The theme at the Gartner IAM Summit conference this year was clear: identity is no longer adjacent to the business. It is core to the business.
That idea showed up in the opening keynote, analyst sessions, hallway conversations, and especially in the gap between how IAM is supposed to work and how it actually works inside most organizations. After a week of listening closely, a few takeaways rose above the noise. We did not see many buzzwords or grand predictions. Just the things that IAM leaders genuinely need to address now.
Identity is the core – the Control Plane - not a layer.
Gartner framed identity as the core of the enterprise, and for once, it did not feel aspirational. It felt overdue. Identity is the control plane that governs access, trust, and risk across humans, machines, workloads, and now AI agents. This is where the idea of an identity fabric stops being theoretical and starts being practical. When identity systems are fragmented, everything downstream breaks. When they are connected, security and agility work in sync to prevent gaps and ensure efficiency.
What brought identity fabric to life was the maturity reality check. Most organizations are still early in their IAM journey, even after years of investment. Tools exist. A cohesive fabric does not. The message was simple: the way to fix fragmentation is by approaching identity as a connected system.
AI is powerful, fallible, and already taking up space everywhere.
AI was everywhere at the Summit, but the tone was refreshingly grounded, especially compared to last year where AI was the main topic stealing the show.
Yes, AI is improving detection, analytics, and response. It is helping teams see patterns they could not see before. But the double-edged sword with AI is that it is also being used by attackers, often more creatively and at greater scale than defenders expect.
Gartner kept coming back to the same tension. AI adds real value, but it cannot be trusted without governance. And governance itself increasingly requires AI to function at speed and scale.
As AI agents begin to act more independently inside organizations, the question is whether those identities are governed with the same rigor as human ones.
If an AI agent can act, it can create risk. And if it can create risk, it needs controls.
Non-Human Identities (NHIs) are no longer the edge case
For years, machine identities have been treated as a secondary problem. That era is over. We’re in our NHI era. NHIs now outnumber human identities by 80:1 – a sobering statistic we heard at the event.
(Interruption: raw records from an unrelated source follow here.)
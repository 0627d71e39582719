//! GPX track loading.
//!
//! Each `<trk>` becomes one [`GpxTrack`]; its `<trkseg>`s are kept as separate
//! segments so the KML writer can emit them as sibling tracks. Only timed
//! points are usable: a KML `gx:Track` needs a `when` for every coordinate,
//! and the track's time span is what places it in the interval index.
//!
//! Points without a `<time>` are dropped with a warning. A track left with no
//! timed points has no span and is skipped.

use crate::interval::{IntervalError, IntervalIndex};
use crate::kml::TrackPoint;
use chrono::{DateTime, SecondsFormat, Utc};
use std::fs::File;
use std::io::{BufReader, Read};
use std::path::{Path, PathBuf};
use thiserror::Error;
use tracing::{debug, warn};

#[derive(Error, Debug)]
pub enum GpxError {
    #[error("failed to read {path}: {source}")]
    Io {
        path: PathBuf,
        #[source]
        source: std::io::Error,
    },
    #[error("failed to parse {path}: {source}")]
    Parse {
        path: PathBuf,
        #[source]
        source: ::gpx::errors::GpxError,
    },
    #[error("{path}: unreadable point time: {detail}")]
    Time { path: PathBuf, detail: String },
}

/// One recorded track.
#[derive(Debug, Clone, PartialEq)]
pub struct GpxTrack {
    pub name: String,
    pub source: PathBuf,
    pub segments: Vec<Vec<TrackPoint>>,
    /// First and last point time over all segments.
    pub begin: DateTime<Utc>,
    pub end: DateTime<Utc>,
}

impl GpxTrack {
    pub fn point_count(&self) -> usize {
        self.segments.iter().map(Vec::len).sum()
    }
}

/// Load every usable track in a GPX file.
pub fn read_tracks(path: &Path) -> Result<Vec<GpxTrack>, GpxError> {
    let file = File::open(path).map_err(|source| GpxError::Io {
        path: path.to_path_buf(),
        source,
    })?;
    parse_tracks(BufReader::new(file), path)
}

/// Parse GPX from `input`; `source` names the file in track names and errors.
pub fn parse_tracks<R: Read>(input: R, source: &Path) -> Result<Vec<GpxTrack>, GpxError> {
    let gpx = ::gpx::read(input).map_err(|e| GpxError::Parse {
        path: source.to_path_buf(),
        source: e,
    })?;
    let stem = source
        .file_stem()
        .map(|s| s.to_string_lossy().into_owned())
        .unwrap_or_else(|| "track".to_string());

    let mut tracks = Vec::new();
    for (n, track) in gpx.tracks.into_iter().enumerate() {
        let name = track
            .name
            .filter(|name| !name.trim().is_empty())
            .unwrap_or_else(|| format!("{stem}-{}", n + 1));

        let mut segments = Vec::new();
        let mut span: Option<(DateTime<Utc>, DateTime<Utc>)> = None;
        let mut untimed = 0usize;

        for segment in track.segments {
            let mut points = Vec::new();
            for waypoint in segment.points {
                let Some(time) = waypoint.time else {
                    untimed += 1;
                    continue;
                };
                let utc = utc_time(time, source)?;
                span = Some(match span {
                    Some((begin, end)) => (begin.min(utc), end.max(utc)),
                    None => (utc, utc),
                });
                let position = waypoint.point();
                points.push(TrackPoint {
                    when: utc.to_rfc3339_opts(SecondsFormat::AutoSi, true),
                    longitude: position.x(),
                    latitude: position.y(),
                    altitude: waypoint.elevation.unwrap_or(0.0),
                });
            }
            if !points.is_empty() {
                segments.push(points);
            }
        }

        if untimed > 0 {
            warn!(track = %name, file = %source.display(), untimed, "dropped GPX points without time");
        }
        let Some((begin, end)) = span else {
            warn!(track = %name, file = %source.display(), "GPX track has no timed points, skipping");
            continue;
        };
        debug!(track = %name, %begin, %end, segments = segments.len(), "loaded GPX track");
        tracks.push(GpxTrack {
            name,
            source: source.to_path_buf(),
            segments,
            begin,
            end,
        });
    }
    Ok(tracks)
}

fn utc_time(time: ::gpx::Time, source: &Path) -> Result<DateTime<Utc>, GpxError> {
    let time_error = |detail: String| GpxError::Time {
        path: source.to_path_buf(),
        detail,
    };
    let iso = time.format().map_err(|e| time_error(e.to_string()))?;
    DateTime::parse_from_rfc3339(&iso)
        .map(|t| t.with_timezone(&Utc))
        .map_err(|e| time_error(e.to_string()))
}

/// Index tracks by the span they cover. Any two tracks recording at the same
/// instant is an error.
pub fn index_tracks(
    tracks: Vec<GpxTrack>,
) -> Result<IntervalIndex<DateTime<Utc>, GpxTrack>, IntervalError> {
    let mut index = IntervalIndex::new();
    for track in tracks {
        index.insert(track.begin, track.end, track)?;
    }
    Ok(index)
}

#[cfg(test)]
mod tests {
    use super::*;
    use crate::test_helpers::{gpx_document, gpx_track};

    fn parse(xml: &str) -> Vec<GpxTrack> {
        parse_tracks(xml.as_bytes(), Path::new("/logs/ride.gpx")).unwrap()
    }

    #[test]
    fn named_track_with_two_segments() {
        let xml = gpx_document(&[gpx_track(
            Some("Morning ride"),
            &[
                &[("2024-01-03T08:00:00Z", 48.85, 2.35), ("2024-01-03T08:10:00Z", 48.86, 2.36)],
                &[("2024-01-03T09:00:00Z", 48.87, 2.37)],
            ],
        )]);
        let tracks = parse(&xml);
        assert_eq!(tracks.len(), 1);
        let track = &tracks[0];
        assert_eq!(track.name, "Morning ride");
        assert_eq!(track.segments.len(), 2);
        assert_eq!(track.point_count(), 3);
        assert_eq!(track.segments[0][0].when, "2024-01-03T08:00:00Z");
        assert_eq!(track.segments[0][0].longitude, 2.35);
        assert_eq!(track.segments[0][0].latitude, 48.85);
        assert_eq!(track.begin.to_rfc3339(), "2024-01-03T08:00:00+00:00");
        assert_eq!(track.end.to_rfc3339(), "2024-01-03T09:00:00+00:00");
    }

    #[test]
    fn unnamed_tracks_use_file_stem_and_position() {
        let xml = gpx_document(&[
            gpx_track(None, &[&[("2024-01-03T08:00:00Z", 1.0, 1.0)]]),
            gpx_track(None, &[&[("2024-01-04T08:00:00Z", 1.0, 1.0)]]),
        ]);
        let names: Vec<String> = parse(&xml).into_iter().map(|t| t.name).collect();
        assert_eq!(names, vec!["ride-1", "ride-2"]);
    }

    #[test]
    fn untimed_points_dropped_and_empty_track_skipped() {
        let xml = r#"<?xml version="1.0"?>
<gpx version="1.1" creator="test" xmlns="http://www.topografix.com/GPX/1/1">
  <trk><name>partial</name><trkseg>
    <trkpt lat="1.0" lon="2.0"><time>2024-01-03T08:00:00Z</time></trkpt>
    <trkpt lat="1.1" lon="2.1"></trkpt>
  </trkseg></trk>
  <trk><name>untimed</name><trkseg>
    <trkpt lat="1.0" lon="2.0"></trkpt>
  </trkseg></trk>
</gpx>"#;
        let tracks = parse(xml);
        assert_eq!(tracks.len(), 1);
        assert_eq!(tracks[0].name, "partial");
        assert_eq!(tracks[0].point_count(), 1);
    }

    #[test]
    fn invalid_gpx_is_parse_error() {
        let err = parse_tracks("not xml".as_bytes(), Path::new("bad.gpx")).unwrap_err();
        assert!(matches!(err, GpxError::Parse { .. }));
    }

    #[test]
    fn index_orders_by_span_and_rejects_overlap() {
        let later = gpx_document(&[gpx_track(
            Some("later"),
            &[&[("2024-01-05T08:00:00Z", 1.0, 1.0)]],
        )]);
        let earlier = gpx_document(&[gpx_track(
            Some("earlier"),
            &[&[("2024-01-04T08:00:00Z", 1.0, 1.0), ("2024-01-04T09:00:00Z", 1.0, 1.0)]],
        )]);
        let mut tracks = parse(&later);
        tracks.extend(parse(&earlier));

        let index = index_tracks(tracks.clone()).unwrap();
        let names: Vec<&str> = index.values().map(|t| t.name.as_str()).collect();
        assert_eq!(names, vec!["earlier", "later"]);

        let overlapping = gpx_document(&[gpx_track(
            Some("overlap"),
            &[&[("2024-01-04T08:30:00Z", 1.0, 1.0)]],
        )]);
        tracks.extend(parse(&overlapping));
        assert!(index_tracks(tracks).is_err());
    }
}
//! Track and placemark aggregation.
//!
//! The [`Aggregator`] owns the document being built (fresh, or loaded from an
//! existing file in update mode) and everything that must stay consistent
//! across one run: the palette cursor, the caption keys and the names of the
//! tracks added so far.
//!
//! ## Order of work
//!
//! 1. [`add_daily_tracks`](Aggregator::add_daily_tracks): photos grouped by
//!    date, one track per date ordered by timestamp then filename.
//! 2. [`add_gpx_tracks`](Aggregator::add_gpx_tracks): one track per GPX
//!    `<trk>`, in the order of the time span it covers.
//! 3. [`add_photo_placemarks`](Aggregator::add_photo_placemarks): one
//!    placemark per photo with its caption.
//!
//! ## Name collisions
//!
//! A new track or photo matching one already in the document is skipped under
//! [`DuplicatePolicy::Skip`]; under [`DuplicatePolicy::Replace`] the existing
//! placemark is removed and the new one appended. Tracks match by name. Photos
//! match by name and by the image their caption shows, since camera file
//! numbers repeat across days.
//!
//! Two new tracks with the same name, or two photos with the same date and
//! file stem, are integrity errors: the run stops rather than guess which one
//! the map should show.

use crate::caption::CaptionBuilder;
use crate::gpx::GpxTrack;
use crate::interval::{IntervalError, IntervalIndex};
use crate::kml::{KmlDocument, Palette, PhotoPlacemark, TrackPlacemark, TrackPoint};
use crate::scan::Photo;
use chrono::{DateTime, FixedOffset, TimeZone, Utc};
use std::collections::{BTreeMap, HashMap, HashSet};
use std::path::PathBuf;
use thiserror::Error;
use tracing::{debug, info};

#[derive(Error, Debug)]
pub enum AggregateError {
    #[error("GPX tracks overlap: {0}")]
    Overlap(#[from] IntervalError),
    #[error("photos {first} and {second} share the caption key {date}/{stem}")]
    DuplicateCaptionKey {
        date: String,
        stem: String,
        first: PathBuf,
        second: PathBuf,
    },
    #[error("more than one new track is named {0:?}")]
    DuplicateTrackName(String),
}

/// What to do when a new placemark matches one already in the document.
#[derive(Debug, Clone, Copy, Default, PartialEq, Eq)]
pub enum DuplicatePolicy {
    #[default]
    Skip,
    Replace,
}

/// Counts of what the run did to the document.
#[derive(Debug, Clone, Default, PartialEq, Eq)]
pub struct MergeReport {
    pub tracks_added: usize,
    pub tracks_replaced: usize,
    pub tracks_skipped: usize,
    pub photos_added: usize,
    pub photos_replaced: usize,
    pub photos_skipped: usize,
}

enum Placement {
    New,
    Replaced,
    Skipped,
}

pub type GpxIndex = IntervalIndex<DateTime<Utc>, GpxTrack>;

pub struct Aggregator {
    doc: KmlDocument,
    palette: Palette,
    policy: DuplicatePolicy,
    captions: CaptionBuilder,
    timezone: FixedOffset,
    caption_keys: HashMap<(String, String), PathBuf>,
    new_track_names: HashSet<String>,
    report: MergeReport,
}

impl Aggregator {
    /// Start from `doc`. The palette continues after the tracks it already has.
    pub fn new(
        doc: KmlDocument,
        policy: DuplicatePolicy,
        captions: CaptionBuilder,
        timezone: FixedOffset,
    ) -> Self {
        Self {
            palette: Palette::resume(doc.tracks.len()),
            doc,
            policy,
            captions,
            timezone,
            caption_keys: HashMap::new(),
            new_track_names: HashSet::new(),
            report: MergeReport::default(),
        }
    }

    /// One track per date, named by the date.
    pub fn add_daily_tracks(&mut self, photos: &[Photo]) -> Result<(), AggregateError> {
        for (date, day) in group_by_date(photos) {
            let points = day
                .iter()
                .map(|photo| TrackPoint {
                    when: photo.fix.when.clone(),
                    longitude: photo.fix.point.longitude,
                    latitude: photo.fix.point.latitude,
                    altitude: photo.fix.point.altitude,
                })
                .collect();
            let description = format!("Displays the path taken to acquire the pictures of {date}");
            self.insert_track(date.to_string(), description, vec![points])?;
        }
        Ok(())
    }

    /// One track per GPX `<trk>`, in span order.
    pub fn add_gpx_tracks(&mut self, index: &GpxIndex) -> Result<(), AggregateError> {
        for track in index.values() {
            let description = format!(
                "Recorded track from {} ({} to {})",
                track.source.display(),
                track.begin.to_rfc3339(),
                track.end.to_rfc3339()
            );
            self.insert_track(track.name.clone(), description, track.segments.clone())?;
        }
        Ok(())
    }

    /// One placemark per photo. A photo taken while a GPX track was recording
    /// is captioned with that track's name.
    pub fn add_photo_placemarks(
        &mut self,
        photos: &[Photo],
        gpx: &GpxIndex,
    ) -> Result<(), AggregateError> {
        for photo in ordered(photos) {
            let key = (photo.fix.date.clone(), photo.stem.clone());
            if let Some(first) = self.caption_keys.get(&key) {
                return Err(AggregateError::DuplicateCaptionKey {
                    date: key.0,
                    stem: key.1,
                    first: first.clone(),
                    second: photo.path.clone(),
                });
            }
            self.caption_keys.insert(key, photo.path.clone());

            let track = self
                .utc_instant(photo)
                .and_then(|instant| gpx.find(&instant))
                .map(|t| t.name.as_str());
            let image_tag = self.captions.image_tag(photo).into_string();
            let placemark = PhotoPlacemark {
                name: photo.stem.clone(),
                caption: self.captions.render(photo, track),
                longitude: photo.fix.point.longitude,
                latitude: photo.fix.point.latitude,
            };

            let existing = self
                .doc
                .images
                .iter()
                .position(|p| p.name == placemark.name && p.caption.starts_with(&image_tag));
            match self.place(existing, |doc, i| {
                doc.images.remove(i);
            }) {
                Placement::Skipped => {
                    debug!(photo = %photo.path.display(), "photo already in document, skipping");
                    self.report.photos_skipped += 1;
                }
                Placement::Replaced => {
                    self.report.photos_replaced += 1;
                    self.doc.images.push(placemark);
                }
                Placement::New => {
                    self.report.photos_added += 1;
                    self.doc.images.push(placemark);
                }
            }
        }
        Ok(())
    }

    pub fn finish(self) -> (KmlDocument, MergeReport) {
        (self.doc, self.report)
    }

    fn insert_track(
        &mut self,
        name: String,
        description: String,
        segments: Vec<Vec<TrackPoint>>,
    ) -> Result<(), AggregateError> {
        if !self.new_track_names.insert(name.clone()) {
            return Err(AggregateError::DuplicateTrackName(name));
        }

        let existing = self.doc.tracks.iter().position(|t| t.name == name);
        match self.place(existing, |doc, i| {
            doc.tracks.remove(i);
        }) {
            Placement::Skipped => {
                info!(track = %name, "track already in document, skipping");
                self.report.tracks_skipped += 1;
                return Ok(());
            }
            Placement::Replaced => {
                info!(track = %name, "replacing track");
                self.report.tracks_replaced += 1;
            }
            Placement::New => self.report.tracks_added += 1,
        }

        let style_url = self.palette.next_style_url();
        debug!(track = %name, %style_url, "adding track");
        self.doc.tracks.push(TrackPlacemark {
            name,
            description,
            style_url,
            segments,
        });
        Ok(())
    }

    /// Apply the duplicate policy to an optional existing match.
    fn place(
        &mut self,
        existing: Option<usize>,
        remove: impl FnOnce(&mut KmlDocument, usize),
    ) -> Placement {
        match (existing, self.policy) {
            (None, _) => Placement::New,
            (Some(_), DuplicatePolicy::Skip) => Placement::Skipped,
            (Some(i), DuplicatePolicy::Replace) => {
                remove(&mut self.doc, i);
                Placement::Replaced
            }
        }
    }

    fn utc_instant(&self, photo: &Photo) -> Option<DateTime<Utc>> {
        self.timezone
            .from_local_datetime(&photo.fix.point.timestamp)
            .single()
            .map(|local| local.with_timezone(&Utc))
    }
}

/// Photos grouped by date, each day ordered by timestamp then filename.
pub fn group_by_date(photos: &[Photo]) -> BTreeMap<&str, Vec<&Photo>> {
    let mut days: BTreeMap<&str, Vec<&Photo>> = BTreeMap::new();
    for photo in ordered(photos) {
        days.entry(photo.fix.date.as_str()).or_default().push(photo);
    }
    days
}

fn ordered(photos: &[Photo]) -> Vec<&Photo> {
    let mut sorted: Vec<&Photo> = photos.iter().collect();
    sorted.sort_by(|a, b| {
        a.fix
            .point
            .timestamp
            .cmp(&b.fix.point.timestamp)
            .then_with(|| a.filename.cmp(&b.filename))
    });
    sorted
}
Machine identities, service accounts, workloads, APIs, and AI agents are now driving both scale and complexity in IAM environments. Gartner was clear that this trend is accelerating, not stabilizing. Autonomous agents are here and are multiplying as new uses are developed and new value is created..
Traditional IAM models were never designed for identities that appear dynamically, act continuously, and disappear without notice. But those identities still need least privileged account management, lifecycle management, and threat detection. IAM programs that only focus on humans are already behind. The center of gravity has shifted. Using the IAM apple analogy, Privileged Account Management (PAM) is at the core of the core.
Quantum risk is real and closer than most think.
A newer topic this year had groundswell. Post quantum cryptography did not get the loudest reactions, but it may have been the most sobering topic of the week.
The concern is not that quantum computing will suddenly break everything tomorrow. The concern is that adversaries are already collecting encrypted data today with the expectation of decrypting it later. Harvest now, decrypt later is not a theory; it is a strategy.
The takeaway was not panic, but it was about preparation. Know where cryptography is used. Build agility into credential and key management. Assume that change is inevitable and ongoing. IAM leaders do not need all the answers yet. They do need to acknowledge that the clock is running.
The biggest challenges are adoption and maturity.
One statistic kept resurfacing and it explains a lot. Most organizations use less than half of their IAM capabilities. That reality showed up in conversations with practitioners who are still wrestling with broken directories, manual processes, and access chaos. They are not asking for more features. They are asking for simplicity, integration, and outcomes.
The opportunity in IAM is to help organizations actually go deeper in using what they already have in a way that reduces risk and operational friction.
Maturity is the real differentiator. Companies that offer the best support and customer success teams will be able to help their customers realize value and deepen adoption. (Check out One Identity’s top ratings in Support and great customer reviews – backed by the Gartner PAM Magic Quadrant in the ‘Strengths’ section).
In short, we didn’t see any dramatic new directions introduced at the Gartner IAM Summit. It confirmed convergence and encouraged going deeper into initiatives of what many are already doing.
- Identity is foundational.
- AI must be governed as carefully as it is embraced.
- Non-human identities are increasing exponentially.
- Cryptographic change is coming.
- And the gap between deployment and value is still wide.
The organizations that treat identity as a living, connected fabric will be the ones that move faster and break less as the next wave hits. And that wave is already forming.